The Glitch:

A recent inquiry involved a heating system for a school in which two electric boilers were being added to supplement the output of a gas-fired cast-iron boiler, and take advantage of low “off-peak” electrical rates. The load was four zones of low water temperature floor heating. The designer planned to operate the gas-fired boiler at temperatures high enough to avoid sustained flue gas condensation and to install a “bypass circulator” as another means of boosting boiler inlet temperature. A 3-way motorized mixing valve would be used to reduce the supply water temperature in each of the four zones. The proposed schematic for the modified system is represented (very closely) in Figure 1. Can you spot several details that would be better handled through an alternate design?

The proposed schematic for the modified system is represented in Figure 1

The Issues:

  1. Never pipe boilers or other hydronic heat sources in series. There is no upside, just multiple downsides, such as not being able to remove one boiler for service without temporarily changing the piping to keep the system operating. Or, in the case of mod/con boilers or heat pumps, lowering the efficiency of the downstream heat sources due to higher inlet water temperature. Flow of heated water through inactive boiler(s) also needlessly increases jacket and stack heat loss.
  2. Although it’s possible to continue operating the system at higher water temperatures and mixing down to achieve the necessary supply temperatures for the floor heating circuits, it isn’t necessary. This is especially true for electric boilers that obviously don’t create flue gases that could condense. The gas-fired boiler can be protected against sustained flue gas condensation by installing a 3-way mixing valve that senses and reacts to boiler inlet temperature. This valve attempts to keep the boiler inlet temperature at or above 130° F whenever possible. The bypass circulator shown in Figure 1 cannot react to boiler inlet temperature, and as such, cannot provide consistent anti-condensation protection.
  3. There are no check valves shown in the individual zone circuits. This would allow some amount of flow reversal through inactive zones.
  4. No purging valves or central air separators are shown in Figure 1. It would take a lot of aggravating hours to fill and purge this system as shown.
  5. Supply water temperature sensors for mixing devices should be installed downstream of the associated circulator whenever possible. This helps ensure the complete mixing of the hot and cold streams prior to passing by the sensor that is controlling the mixing device.

The Fix:

Figure 2 shows one approach that eliminates these issues.

Figure 2 shows one approach that eliminates these issues

All three heat sources are piped in parallel and trimmed so that any one of them could potentially be removed for service if necessary, without affecting the operation of the remaining heat sources. Each boiler has its own circulator, which only runs when that boiler is active. Each boiler also has a check valve and purging valves.
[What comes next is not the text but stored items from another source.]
//! Scene export pipeline
//!
//! Three sequential stages over a parsed scene dump:
//!
//! 1. [`survey_heights`] scans every exportable curve's control points and
//!    takes the median of their world-space heights
//! 2. [`export_paths`] discretizes each exportable curve, remaps its points
//!    to the renderer's coordinate convention, and flattens them onto the
//!    median height plane
//! 3. [`export_waypoints`] does the same for single-point marker objects
//!
//! [`run_export`] sequences all three and writes the two output files.
//! Exportable curves are curve objects with a hyphen in their name;
//! waypoints are objects whose name starts with `wp` (case-insensitive).

use crate::scene::Scene;
use glam::DVec3;
use serde::Serialize;
use std::collections::BTreeMap;
use std::fs;
use std::path::{Path, PathBuf};
use thiserror::Error;

/// Default destination for the path point lists.
pub const DEFAULT_PATHS_FILE: &str = "mesh_paths.json";
/// Default destination for the waypoint positions.
pub const DEFAULT_WAYPOINTS_FILE: &str = "waypoints.json";

/// Failure while writing export output.
#[derive(Debug, Error)]
pub enum ExportError {
    #[error("failed to write '{path}': {source}")]
    Write {
        path: PathBuf,
        #[source]
        source: std::io::Error,
    },
    #[error("failed to encode output JSON: {0}")]
    Encode(#[from] serde_json::Error),
}

/// Output destinations for one export run.
#[derive(Debug, Clone)]
pub struct ExportConfig {
    pub paths_file: PathBuf,
    pub waypoints_file: PathBuf,
}

impl Default for ExportConfig {
    fn default() -> Self {
        Self {
            paths_file: PathBuf::from(DEFAULT_PATHS_FILE),
            waypoints_file: PathBuf::from(DEFAULT_WAYPOINTS_FILE),
        }
    }
}

/// Per-object result of the path export stage.
#[derive(Debug, Clone, PartialEq, Eq)]
pub enum PathOutcome {
    /// The curve was discretized and its points written out.
    Exported { name: String, vertex_count: usize },
    /// The curve yielded no mesh data and was left out of the output.
    SkippedEmptyMesh { name: String },
}

impl PathOutcome {
    pub fn name(&self) -> &str {
        match self {
            PathOutcome::Exported { name, .. } => name,
            PathOutcome::SkippedEmptyMesh { name } => name,
        }
    }
}

/// Result of the path export stage: the name-keyed point lists destined for
/// the output file, plus a per-object outcome list for reporting.
#[derive(Debug, Clone, Default)]
pub struct PathExport {
    pub paths: BTreeMap<String, Vec<[f64; 3]>>,
    pub outcomes: Vec<PathOutcome>,
}

/// Summary of a full export run.
#[derive(Debug, Clone)]
pub struct ExportReport {
    pub median_height: f64,
    pub path_outcomes: Vec<PathOutcome>,
    pub waypoints: BTreeMap<String, [f64; 3]>,
}

impl ExportReport {
    pub fn exported_path_count(&self) -> usize {
        self.path_outcomes
            .iter()
            .filter(|o| matches!(o, PathOutcome::Exported { .. }))
            .count()
    }

    pub fn exported_path_names(&self) -> Vec<&str> {
        self.path_outcomes
            .iter()
            .filter(|o| matches!(o, PathOutcome::Exported { .. }))
            .map(PathOutcome::name)
            .collect()
    }
}

/// Median of a value collection, or `None` when it is empty.
fn median(mut values: Vec<f64>) -> Option<f64> {
    if values.is_empty() {
        return None;
    }
    values.sort_by(f64::total_cmp);
    let mid = values.len() / 2;
    Some(if values.len() % 2 == 0 {
        (values[mid - 1] + values[mid]) / 2.0
    } else {
        values[mid]
    })
}

/// Median world-space height over every control point (uniform and Bezier)
/// of every exportable curve in the scene. Falls back to `0.0` when the
/// scene has no eligible control points.
pub fn survey_heights(scene: &Scene) -> f64 {
    let mut heights = Vec::new();
    for obj in scene.objects.iter().filter(|o| o.is_path_curve()) {
        let Some(curve) = obj.curve.as_ref() else {
            continue;
        };
        let world = obj.world_matrix();
        for spline in &curve.splines {
            for p in &spline.points {
                heights.push(world.transform_point3(DVec3::from_array(*p)).z);
            }
            for bp in &spline.bezier_points {
                heights.push(world.transform_point3(DVec3::from_array(bp.co)).z);
            }
        }
    }
    median(heights).unwrap_or(0.0)
}

/// Remap a world-space point to the renderer's convention: the source is
/// Z-up, the destination Y-up, so Y takes the (flattened) height and the old
/// Y is negated to keep the orientation right-handed.
fn remap_point(world: DVec3, median_height: f64) -> [f64; 3] {
    [world.x, median_height, -world.y]
}

/// Discretize every exportable curve into a name-keyed point list, remapped
/// and flattened onto the median height plane. Curves without mesh data are
/// reported as skipped and get no output entry.
pub fn export_paths(scene: &Scene, median_height: f64) -> PathExport {
    let mut export = PathExport::default();
    for obj in scene.objects.iter().filter(|o| o.is_path_curve()) {
        let Some(mesh) = obj.evaluated_mesh() else {
            export.outcomes.push(PathOutcome::SkippedEmptyMesh {
                name: obj.name.clone(),
            });
            continue;
        };

        let world = obj.world_matrix();
        let points: Vec<[f64; 3]> = mesh
            .vertices
            .iter()
            .map(|v| remap_point(world.transform_point3(*v), median_height))
            .collect();

        export.outcomes.push(PathOutcome::Exported {
            name: obj.name.clone(),
            vertex_count: points.len(),
        });
        export.paths.insert(obj.name.clone(), points);
    }
    export
}

/// Export the world position of every waypoint marker, remapped and
/// flattened like path points.
pub fn export_waypoints(scene: &Scene, median_height: f64) -> BTreeMap<String, [f64; 3]> {
    scene
        .objects
        .iter()
        .filter(|o| o.is_waypoint())
        .map(|o| (o.name.clone(), remap_point(o.world_translation(), median_height)))
        .collect()
}

fn write_json<T: Serialize>(path: &Path, value: &T) -> Result<(), ExportError> {
    let json = serde_json::to_string_pretty(value)?;
    fs::write(path, json).map_err(|source| ExportError::Write {
        path: path.to_path_buf(),
        source,
    })
}

/// Run the full export: survey, path export, waypoint export, two file
/// writes. A write failure aborts the run immediately, so a failure on the
/// paths file leaves the waypoints file untouched.
pub fn run_export(scene: &Scene, config: &ExportConfig) -> Result<ExportReport, ExportError> {
    let median_height = survey_heights(scene);

    let path_export = export_paths(scene, median_height);
    write_json(&config.paths_file, &path_export.paths)?;

    let waypoints = export_waypoints(scene, median_height);
    write_json(&config.waypoints_file, &waypoints)?;

    Ok(ExportReport {
        median_height,
        path_outcomes: path_export.outcomes,
        waypoints,
    })
}

#[cfg(test)]
mod tests {
    use super::*;
    use crate::scene::{CurveData, ObjectKind, SceneObject, Spline};

    fn poly_curve(name: &str, points: Vec<[f64; 3]>) -> SceneObject {
        SceneObject {
            name: name.to_string(),
            kind: ObjectKind::Curve,
            curve: Some(CurveData {
                splines: vec![Spline {
                    points,
                    ..Default::default()
                }],
                evaluated_vertices: None,
            }),
            ..Default::default()
        }
    }

    #[test]
    fn median_of_even_count_averages_the_middle_pair() {
        assert_eq!(median(vec![1.0, 2.0, 3.0, 4.0]), Some(2.5));
    }

    #[test]
    fn median_of_odd_count_takes_the_middle() {
        assert_eq!(median(vec![3.0, 1.0, 2.0]), Some(2.0));
    }

    #[test]
    fn survey_of_empty_scene_falls_back_to_zero() {
        assert_eq!(survey_heights(&Scene::default()), 0.0);
    }

    #[test]
    fn survey_ignores_curves_without_hyphen_and_non_curves() {
        let scene = Scene {
            objects: vec![
                poly_curve("fence-a", vec![[0.0, 0.0, 1.0], [0.0, 0.0, 3.0]]),
                poly_curve("fencea", vec![[0.0, 0.0, 100.0]]),
                SceneObject {
                    name: "building-1".to_string(),
                    kind: ObjectKind::Mesh,
                    ..Default::default()
                },
            ],
        };
        assert_eq!(survey_heights(&scene), 2.0);
    }

    #[test]
    fn survey_applies_world_transform() {
        let mut obj = poly_curve("road-1", vec![[0.0, 0.0, 1.0]]);
        // Translate 10 up.
        obj.matrix_world[2][3] = 10.0;
        let scene = Scene { objects: vec![obj] };
        assert_eq!(survey_heights(&scene), 11.0);
    }

    #[test]
    fn survey_reads_bezier_control_points_too() {
        use crate::scene::BezierPoint;
        let scene = Scene {
            objects: vec![SceneObject {
                name: "arc-1".to_string(),
                kind: ObjectKind::Curve,
                curve: Some(CurveData {
                    splines: vec![Spline {
                        points: vec![[0.0, 0.0, 1.0], [0.0, 0.0, 2.0]],
                        bezier_points: vec![
                            BezierPoint {
                                co: [0.0, 0.0, 3.0],
                                handle_left: None,
                                handle_right: None,
                            },
                            BezierPoint {
                                co: [0.0, 0.0, 4.0],
                                handle_left: None,
                                handle_right: None,
                            },
                        ],
                        ..Default::default()
                    }],
                    evaluated_vertices: None,
                }),
                ..Default::default()
            }],
        };
        assert_eq!(survey_heights(&scene), 2.5);
    }

    #[test]
    fn remap_replaces_height_and_negates_y() {
        assert_eq!(
            remap_point(DVec3::new(3.0, 4.0, 9.0), 10.0),
            [3.0, 10.0, -4.0]
        );
    }

    #[test]
    fn path_export_selects_only_hyphenated_curves() {
        let scene = Scene {
            objects: vec![
                poly_curve("fence-a", vec![[0.0, 0.0, 0.0]]),
                poly_curve("fence", vec![[0.0, 0.0, 0.0]]),
                SceneObject {
                    name: "wall-1".to_string(),
                    kind: ObjectKind::Mesh,
                    ..Default::default()
                },
            ],
        };
        let export = export_paths(&scene, 0.0);
        assert_eq!(export.paths.keys().collect::<Vec<_>>(), vec!["fence-a"]);
        assert_eq!(export.outcomes.len(), 1);
    }

    #[test]
    fn curve_with_empty_mesh_is_skipped_not_emptied() {
        let scene = Scene {
            objects: vec![SceneObject {
                name: "ghost-1".to_string(),
                kind: ObjectKind::Curve,
                curve: Some(CurveData {
                    splines: vec![],
                    evaluated_vertices: Some(vec![]),
                }),
                ..Default::default()
            }],
        };
        let export = export_paths(&scene, 0.0);
        assert!(export.paths.is_empty());
        assert_eq!(
            export.outcomes,
            vec![PathOutcome::SkippedEmptyMesh {
                name: "ghost-1".to_string()
            }]
        );
    }

    #[test]
    fn path_points_are_flattened_onto_the_median_plane() {
        let scene = Scene {
            objects: vec![poly_curve(
                "ramp-1",
                vec![[0.0, 2.0, 5.0], [1.0, -3.0, 7.0]],
            )],
        };
        let export = export_paths(&scene, 1.5);
        assert_eq!(
            export.paths["ramp-1"],
            vec![[0.0, 1.5, -2.0], [1.0, 1.5, 3.0]]
        );
    }

    #[test]
    fn waypoint_export_takes_world_translation() {
        let mut wp = SceneObject {
            name: "WP_start".to_string(),
            kind: ObjectKind::Empty,
            ..Default::default()
        };
        wp.matrix_world[0][3] = 5.0;
        wp.matrix_world[1][3] = 4.0;
        wp.matrix_world[2][3] = 2.0;
        let scene = Scene {
            objects: vec![
                wp,
                SceneObject {
                    name: "not_a_marker".to_string(),
                    ..Default::default()
                },
            ],
        };
        let waypoints = export_waypoints(&scene, 1.0);
        assert_eq!(waypoints.len(), 1);
        assert_eq!(waypoints["WP_start"], [5.0, 1.0, -4.0]);
    }

    #[test]
    fn curve_typed_waypoints_are_eligible() {
        let scene = Scene {
            objects: vec![poly_curve("wp-route", vec![[0.0, 0.0, 0.0]])],
        };
        let waypoints = export_waypoints(&scene, 0.0);
        assert!(waypoints.contains_key("wp-route"));
        // And the same object is also a path curve.
        let export = export_paths(&scene, 0.0);
        assert!(export.paths.contains_key("wp-route"));
    }
}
The gas-fired boiler, which is now protected from low inlet water temperatures by a 3-way mixing valve that responds to boiler inlet temperature. When that temperature is less than 130° F, the cold port of the mixing valve is fully closed. This creates “recirculation” of water leaving the boiler directly back into the boiler. Very little heat is released to the headers. This action allows the boiler to quickly warm above conditions that cause sustained flue gas condensation.

All three heat sources connect through generously-sized headers to a hydraulic separator. In addition to isolating the pressure dynamics of the heat source circulators from those of the load circulator, the hydraulic separator provides efficient air and dirt separation for the system.

The water temperature on the load side outlet of the hydraulic separator is monitored by a 3-stage heat source controller, which operates all three heat sources based on its settings. Typically, it would use the gas-fired boiler as first-stage (assuming that the unit price of heat from gas is below that of electric resistance heating). The electric boilers would be operated as stage 2 and 3 in order to maintain a suitable supply water temperature to the load circuits. In most systems of this type, that supply water temperature would be based on outdoor reset control.

The 3-way mixing valves can be eliminated. They are not needed. All mixing occurs within the hydraulic separator. The multi-stage heat source controller provides all the necessary logic and heat source operation to achieve and maintain the necessary supply water temperature. This would significantly reduce cost and complexity.

Finally, each of the four zones is equipped with a check valve and purging valves.